Task instructions → Give back an exact copy of the lines in the records below, from the line that has "#[derive(Debug, Clone, Copy, PartialEq, Eq)]" through the line that has "for table in document.select(&TABLE_SELECTOR)", and nothing besides.

+ + + +

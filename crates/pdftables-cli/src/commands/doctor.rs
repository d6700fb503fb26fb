use pdftables_core::deps::{self, DEFAULT_TOOLS};
use pdftables_core::error::PdfTablesError;
use pdftables_core::partition::UnstructuredPartitioner;

pub fn run(python: &str) -> Result<i32, PdfTablesError> {
    let mut missing = Vec::new();

    println!("External tools:\n");
    for tool in &DEFAULT_TOOLS {
        match deps::check_tool(tool) {
            Ok(()) => println!("  {:<10} ok ({})", tool.name, tool.program),
            Err(e) => {
                println!("  {:<10} missing ({})", tool.name, tool.program);
                missing.push(e.to_string());
            }
        }
    }

    let engine = UnstructuredPartitioner::with_python(python);
    if engine.is_available() {
        println!("  {:<10} ok ({})", "unstructured", engine.python());
    } else {
        println!("  {:<10} missing ({})", "unstructured", engine.python());
        missing.push(format!(
            "{} cannot import unstructured. Install it with: {} -m pip install \"unstructured[pdf]\"",
            engine.python(),
            engine.python()
        ));
    }
    println!();

    if missing.is_empty() {
        println!("All dependencies found.");
        return Ok(0);
    }

    for message in &missing {
        println!("{message}\n");
    }
    Ok(1)
}
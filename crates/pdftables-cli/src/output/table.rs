use pdftables_core::outcome::{ExtractedTable, ExtractionStatus, TableExtraction};
use pdftables_core::DataFrame;

/// Widest a rendered column may get before its cells are truncated.
const MAX_COLUMN_WIDTH: usize = 40;

pub fn print(extraction: &TableExtraction) {
    print!("{}", format_extraction(extraction));
}

pub fn format_extraction(extraction: &TableExtraction) -> String {
    let mut out = String::new();

    out.push_str(&format!(
        "{} (strategy: {})\n\n",
        extraction.source.display(),
        extraction.strategy
    ));

    match &extraction.status {
        ExtractionStatus::NoTablesFound => {
            out.push_str("  No tables found.\n");
            return out;
        }
        ExtractionStatus::PartitioningFailed { reason } => {
            out.push_str(&format!("  Partitioning failed: {reason}\n"));
            return out;
        }
        ExtractionStatus::Extracted => {}
    }

    for table in &extraction.tables {
        out.push_str(&format_table(table));
        out.push('\n');
    }

    if !extraction.skipped.is_empty() {
        out.push_str("Skipped:\n");
        for skipped in &extraction.skipped {
            out.push_str(&format!("  Table {}: {}\n", skipped.position, skipped.reason));
        }
        out.push('\n');
    }

    out.push_str(&format!(
        "{} table(s), {} with data, {} skipped\n",
        extraction.tables.len(),
        extraction.dataframes().len(),
        extraction.skipped.len()
    ));

    out
}

fn format_table(table: &ExtractedTable) -> String {
    let title = match table.page_number {
        Some(page) => format!("=== Table {} (page {}) ===\n\n", table.position, page),
        None => format!("=== Table {} ===\n\n", table.position),
    };

    match &table.frame {
        Some(frame) => format!("{title}{}", format_frame(frame)),
        None => format!("{title}  (no data found in table HTML)\n"),
    }
}

/// Render a frame as aligned columns. Numeric columns are right-aligned.
pub fn format_frame(frame: &DataFrame) -> String {
    let rendered: Vec<Vec<String>> = frame
        .rows
        .iter()
        .map(|row| row.iter().map(|c| clip(&c.to_string())).collect())
        .collect();
    let headers: Vec<String> = frame.columns.iter().map(|c| clip(c)).collect();

    let widths: Vec<usize> = (0..headers.len())
        .map(|col| {
            rendered
                .iter()
                .map(|row| row[col].chars().count())
                .chain(std::iter::once(headers[col].chars().count()))
                .max()
                .unwrap_or(0)
        })
        .collect();
    let numeric: Vec<bool> = (0..headers.len())
        .map(|col| frame.is_numeric_column(col))
        .collect();

    let mut out = String::new();
    out.push_str(&format_row(&headers, &widths, &numeric));
    out.push_str(&format!(
        "  {}\n",
        "-".repeat(widths.iter().sum::<usize>() + 2 * widths.len().saturating_sub(1))
    ));
    for row in &rendered {
        out.push_str(&format_row(row, &widths, &numeric));
    }
    out
}

fn format_row(cells: &[String], widths: &[usize], numeric: &[bool]) -> String {
    let padded: Vec<String> = cells
        .iter()
        .zip(widths)
        .zip(numeric)
        .map(|((cell, &width), &right)| {
            if right {
                format!("{:>width$}", cell, width = width)
            } else {
                format!("{:<width$}", cell, width = width)
            }
        })
        .collect();
    format!("  {}\n", padded.join("  ").trim_end())
}

fn clip(s: &str) -> String {
    if s.chars().count() <= MAX_COLUMN_WIDTH {
        return s.to_string();
    }
    let kept: String = s.chars().take(MAX_COLUMN_WIDTH - 3).collect();
    format!("{kept}...")
}
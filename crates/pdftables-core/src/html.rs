//! HTML table reader.
//!
//! Turns each `<table>` in an HTML fragment into a [`DataFrame`]:
//! - header rows come from `<thead>`, or from leading all-`<th>` rows
//! - `<tfoot>` rows are appended after the body
//! - colspan/rowspan are expanded by repeating the cell text
//! - rows belong to their nearest `<table>`, so nested tables are read separately

use crate::error::PdfTablesError;
use crate::frame::DataFrame;
use scraper::{ElementRef, Html, Selector};
use std::collections::HashMap;
use std::sync::LazyLock;

static TABLE_SELECTOR: LazyLock<Selector> = LazyLock::new(|| {
    Selector::parse("table").expect("BUG: hardcoded selector 'table' is statically valid")
});

static TR_SELECTOR: LazyLock<Selector> = LazyLock::new(|| {
    Selector::parse("tr").expect("BUG: hardcoded selector 'tr' is statically valid")
});

/// Upper bound for a single colspan or rowspan attribute.
const MAX_SPAN: usize = 100;

// Generous enough for multi-thousand-row financial tables; only runaway
// markup hits these.
const MAX_GRID_ROWS: usize = 1_000_000;

const MAX_GRID_COLS: usize = 10_000;

/// Bound on rows x columns after span expansion.
const MAX_TOTAL_CELLS: usize = 10_000_000;

#[derive(Debug, thiserror::Error)]
pub enum HtmlTableError {
    #[error("table grid exceeds {limit} {what}")]
    GridTooLarge { what: &'static str, limit: usize },
}

#[derive(Debug, Clone, Copy, PartialEq, Eq)]
enum Section {
    Head,
    Body,
    Foot,
}

#[derive(Debug, Clone)]
struct RawCell {
    text: String,
    is_header: bool,
    colspan: usize,
    rowspan: usize,
}

/// Read every table in `html`, in document order.
///
/// Tables without any cells are skipped, so markup with no usable table
/// yields an empty vector rather than an error. A grid past the size
/// limits fails with [`PdfTablesError::HtmlTable`].
pub fn read_html(html: &str) -> Result<Vec<DataFrame>, PdfTablesError> {
    let document = Html::parse_fragment(html);
    let mut frames = Vec::new();

    for table in document.select(&TABLE_SELECTOR) {
        if let Some(frame) = read_table(table)? {
            frames.push(frame);
        }
    }

    Ok(frames)
}

fn read_table(table: ElementRef<'_>) -> Result<Option<DataFrame>, HtmlTableError> {
    let mut head = Vec::new();
    let mut body = Vec::new();
    let mut foot = Vec::new();

    for row in table.select(&TR_SELECTOR) {
        if !belongs_to(row, table) {
            continue;
        }
        let cells = row_cells(row);
        if cells.is_empty() {
            continue;
        }
        match section_of(row) {
            Section::Head => head.push(cells),
            Section::Body => body.push(cells),
            Section::Foot => foot.push(cells),
        }
    }

    if head.is_empty() {
        while body
            .first()
            .is_some_and(|cells: &Vec<RawCell>| cells.iter().all(|c| c.is_header))
        {
            head.push(body.remove(0));
        }
    }

    let header = expand_spans(&head)?;
    let mut data = expand_spans(&body)?;
    data.extend(expand_spans(&foot)?);

    let width = header
        .iter()
        .chain(data.iter())
        .map(Vec::len)
        .max()
        .unwrap_or(0);
    if width == 0 {
        return Ok(None);
    }

    check_grid(header.len() + data.len(), width)?;

    let columns = if header.is_empty() {
        (0..width).map(|i| i.to_string()).collect()
    } else {
        dedupe_columns(flatten_header(&header, width))
    };

    Ok(Some(DataFrame::from_text_grid(columns, &data)))
}

/// True when `table` is the closest `<table>` above `row`.
fn belongs_to(row: ElementRef<'_>, table: ElementRef<'_>) -> bool {
    row.ancestors()
        .find(|node| node.value().as_element().is_some_and(|el| el.name() == "table"))
        .is_some_and(|node| node.id() == table.id())
}

fn section_of(row: ElementRef<'_>) -> Section {
    for node in row.ancestors() {
        if let Some(el) = node.value().as_element() {
            match el.name() {
                "thead" => return Section::Head,
                "tfoot" => return Section::Foot,
                "tbody" | "table" => return Section::Body,
                _ => {}
            }
        }
    }
    Section::Body
}

fn row_cells(row: ElementRef<'_>) -> Vec<RawCell> {
    row.children()
        .filter_map(ElementRef::wrap)
        .filter(|cell| matches!(cell.value().name(), "td" | "th"))
        .map(|cell| RawCell {
            text: collapse_whitespace(&cell.text().collect::<String>()),
            is_header: cell.value().name() == "th",
            colspan: span_attr(cell, "colspan"),
            rowspan: span_attr(cell, "rowspan"),
        })
        .collect()
}

fn span_attr(cell: ElementRef<'_>, name: &str) -> usize {
    cell.value()
        .attr(name)
        .and_then(|v| v.trim().parse::<usize>().ok())
        .unwrap_or(1)
        .clamp(1, MAX_SPAN)
}

fn collapse_whitespace(s: &str) -> String {
    s.split_whitespace().collect::<Vec<_>>().join(" ")
}

/// Expand colspan/rowspan into a plain grid of strings.
///
/// Cells carried down by a rowspan are slotted in front of the first cell
/// whose column they occupy. Spans that run past the last row produce
/// extra rows.
fn expand_spans(rows: &[Vec<RawCell>]) -> Result<Vec<Vec<String>>, HtmlTableError> {
    let mut grid: Vec<Vec<String>> = Vec::new();
    // (column, text, rows still to fill), sorted by column
    let mut carried: Vec<(usize, String, usize)> = Vec::new();

    for row in rows {
        let mut texts = Vec::new();
        let mut next_carried = Vec::new();
        let mut pending = carried.into_iter().peekable();
        let mut col = 0;

        for cell in row {
            while let Some((_, text, left)) = pending.next_if(|(c, _, _)| *c <= col) {
                texts.push(text.clone());
                if left > 1 {
                    next_carried.push((col, text, left - 1));
                }
                col += 1;
            }
            for _ in 0..cell.colspan {
                texts.push(cell.text.clone());
                if cell.rowspan > 1 {
                    next_carried.push((col, cell.text.clone(), cell.rowspan - 1));
                }
                col += 1;
            }
        }
        for (_, text, left) in pending {
            texts.push(text.clone());
            if left > 1 {
                next_carried.push((col, text, left - 1));
            }
            col += 1;
        }

        if texts.len() > MAX_GRID_COLS {
            return Err(HtmlTableError::GridTooLarge {
                what: "columns",
                limit: MAX_GRID_COLS,
            });
        }
        grid.push(texts);
        carried = next_carried;
        check_grid(grid.len(), 0)?;
    }

    while !carried.is_empty() {
        let mut texts = Vec::new();
        let mut next_carried = Vec::new();
        for (col, text, left) in carried {
            texts.push(text.clone());
            if left > 1 {
                next_carried.push((col, text, left - 1));
            }
        }
        grid.push(texts);
        carried = next_carried;
    }

    Ok(grid)
}

fn check_grid(rows: usize, cols: usize) -> Result<(), HtmlTableError> {
    if rows > MAX_GRID_ROWS {
        return Err(HtmlTableError::GridTooLarge {
            what: "rows",
            limit: MAX_GRID_ROWS,
        });
    }
    if cols > MAX_GRID_COLS {
        return Err(HtmlTableError::GridTooLarge {
            what: "columns",
            limit: MAX_GRID_COLS,
        });
    }
    if rows.saturating_mul(cols) > MAX_TOTAL_CELLS {
        return Err(HtmlTableError::GridTooLarge {
            what: "cells",
            limit: MAX_TOTAL_CELLS,
        });
    }
    Ok(())
}

/// One name per column. Stacked header rows are joined with a space,
/// skipping blanks and repeats left by spans.
fn flatten_header(header: &[Vec<String>], width: usize) -> Vec<String> {
    (0..width)
        .map(|col| {
            let mut levels: Vec<&str> = Vec::new();
            for row in header {
                let level = row.get(col).map(String::as_str).unwrap_or("");
                if !level.is_empty() && levels.last() != Some(&level) {
                    levels.push(level);
                }
            }
            if levels.is_empty() {
                format!("Unnamed: {col}")
            } else {
                levels.join(" ")
            }
        })
        .collect()
}

/// Suffix repeated names: "Q", "Q" -> "Q", "Q.1".
fn dedupe_columns(columns: Vec<String>) -> Vec<String> {
    let mut seen: HashMap<String, usize> = HashMap::new();
    columns
        .into_iter()
        .map(|name| {
            let count = seen.entry(name.clone()).or_insert(0);
            let out = if *count == 0 {
                name
            } else {
                format!("{name}.{count}")
            };
            *count += 1;
            out
        })
        .collect()
}
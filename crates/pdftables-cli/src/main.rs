mod commands;
mod output;

use clap::{Parser, Subcommand};
use pdftables_core::partition::{Strategy, DEFAULT_MAX_PARTITION};
use std::path::PathBuf;

#[derive(Parser)]
#[command(
    name = "pdftables",
    version,
    about = "Extract tables from PDF documents as structured data and HTML"
)]
struct Cli {
    #[command(subcommand)]
    command: Commands,
}

#[derive(Subcommand)]
enum Commands {
    /// Extract all tables from a PDF
    Extract {
        /// Path to the PDF file
        input_file: PathBuf,

        /// Partitioning strategy: hi_res (default), auto, fast or ocr_only
        #[arg(short, long, default_value = "hi_res")]
        strategy: Strategy,

        /// Partition ceiling handed to the engine (0 disables it)
        #[arg(long, default_value_t = DEFAULT_MAX_PARTITION)]
        max_partition: usize,

        /// OCR language(s), e.g. eng
        #[arg(short, long = "language", value_name = "LANG")]
        languages: Vec<String>,

        /// Python interpreter with the `unstructured` package installed
        #[arg(long, env = "PDFTABLES_PYTHON", default_value = "python3")]
        python: String,

        /// Replay element JSON saved from an earlier engine run instead of partitioning
        #[arg(long, value_name = "FILE")]
        elements: Option<PathBuf>,

        /// Output format: table (default), json or html
        #[arg(short, long, default_value = "table")]
        output: String,

        /// Write the extraction as JSON to a file
        #[arg(short = 'O', long = "out", value_name = "FILE")]
        out: Option<PathBuf>,
    },
    /// Check that the external tools needed for extraction are installed
    Doctor {
        /// Python interpreter with the `unstructured` package installed
        #[arg(long, env = "PDFTABLES_PYTHON", default_value = "python3")]
        python: String,
    },
}

fn main() {
    env_logger::Builder::from_env(env_logger::Env::default().default_filter_or("info"))
        .format_target(false)
        .format_timestamp(None)
        .init();

    let cli = Cli::parse();

    let result = match cli.command {
        Commands::Extract {
            input_file,
            strategy,
            max_partition,
            languages,
            python,
            elements,
            output,
            out,
        } => commands::extract::run(commands::extract::ExtractArgs {
            input_file,
            strategy,
            max_partition: (max_partition > 0).then_some(max_partition),
            languages,
            python,
            elements,
            output_format: output,
            out,
        }),
        Commands::Doctor { python } => commands::doctor::run(&python),
    };

    match result {
        Ok(code) => std::process::exit(code),
        Err(e) => {
            eprintln!("Error: {e}");
            std::process::exit(1);
        }
    }
}
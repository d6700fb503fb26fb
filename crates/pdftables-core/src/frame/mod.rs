pub mod values;

use rust_decimal::Decimal;
use serde::Serialize;
use std::fmt;

/// One value in a [`DataFrame`].
#[derive(Debug, Clone, PartialEq, Eq, Serialize)]
#[serde(untagged)]
pub enum Cell {
    Empty,
    Number(Decimal),
    Text(String),
}

impl Cell {
    pub fn is_empty(&self) -> bool {
        matches!(self, Cell::Empty)
    }

    pub fn as_number(&self) -> Option<Decimal> {
        match self {
            Cell::Number(v) => Some(*v),
            _ => None,
        }
    }

    pub fn as_text(&self) -> Option<&str> {
        match self {
            Cell::Text(s) => Some(s),
            _ => None,
        }
    }
}

impl fmt::Display for Cell {
    fn fmt(&self, f: &mut fmt::Formatter<'_>) -> fmt::Result {
        match self {
            Cell::Empty => write!(f, "NaN"),
            Cell::Number(v) => write!(f, "{v}"),
            Cell::Text(s) => f.write_str(s),
        }
    }
}

/// A table as named columns over rows of typed cells.
///
/// Every row has exactly `columns.len()` cells.
#[derive(Debug, Clone, PartialEq, Eq, Serialize)]
pub struct DataFrame {
    pub columns: Vec<String>,
    pub rows: Vec<Vec<Cell>>,
}

impl DataFrame {
    /// Build a frame from raw cell text, inferring numeric columns.
    pub fn from_text_grid(columns: Vec<String>, raw_rows: &[Vec<String>]) -> Self {
        let rows = values::type_columns(raw_rows, columns.len());
        DataFrame { columns, rows }
    }

    /// (rows, columns)
    pub fn shape(&self) -> (usize, usize) {
        (self.rows.len(), self.columns.len())
    }

    pub fn is_empty(&self) -> bool {
        self.rows.is_empty()
    }

    pub fn column_index(&self, name: &str) -> Option<usize> {
        self.columns.iter().position(|c| c == name)
    }

    pub fn column(&self, name: &str) -> Option<Vec<&Cell>> {
        let idx = self.column_index(name)?;
        Some(self.rows.iter().map(|row| &row[idx]).collect())
    }

    pub fn cell(&self, row: usize, col: usize) -> Option<&Cell> {
        self.rows.get(row)?.get(col)
    }

    /// True when the column holds at least one number and nothing but numbers or gaps.
    pub fn is_numeric_column(&self, col: usize) -> bool {
        let mut any = false;
        for row in &self.rows {
            match row.get(col) {
                Some(Cell::Number(_)) => any = true,
                Some(Cell::Empty) => {}
                _ => return false,
            }
        }
        any
    }
}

+ + + +

Problem solution →
#[derive(Debug, Clone, Copy, PartialEq, Eq)]
enum Section {
    Head,
    Body,
    Foot,
}

#[derive(Debug, Clone)]
struct RawCell {
    text: String,
    is_header: bool,
    colspan: usize,
    rowspan: usize,
}

/// Read every table in `html`, in document order.
///
/// Tables without any cells are skipped, so markup with no usable table
/// yields an empty vector rather than an error. A grid past the size
/// limits fails with [`PdfTablesError::HtmlTable`].
pub fn read_html(html: &str) -> Result<Vec<DataFrame>, PdfTablesError> {
    let document = Html::parse_fragment(html);
    let mut frames = Vec::new();

    for table in document.select(&TABLE_SELECTOR) {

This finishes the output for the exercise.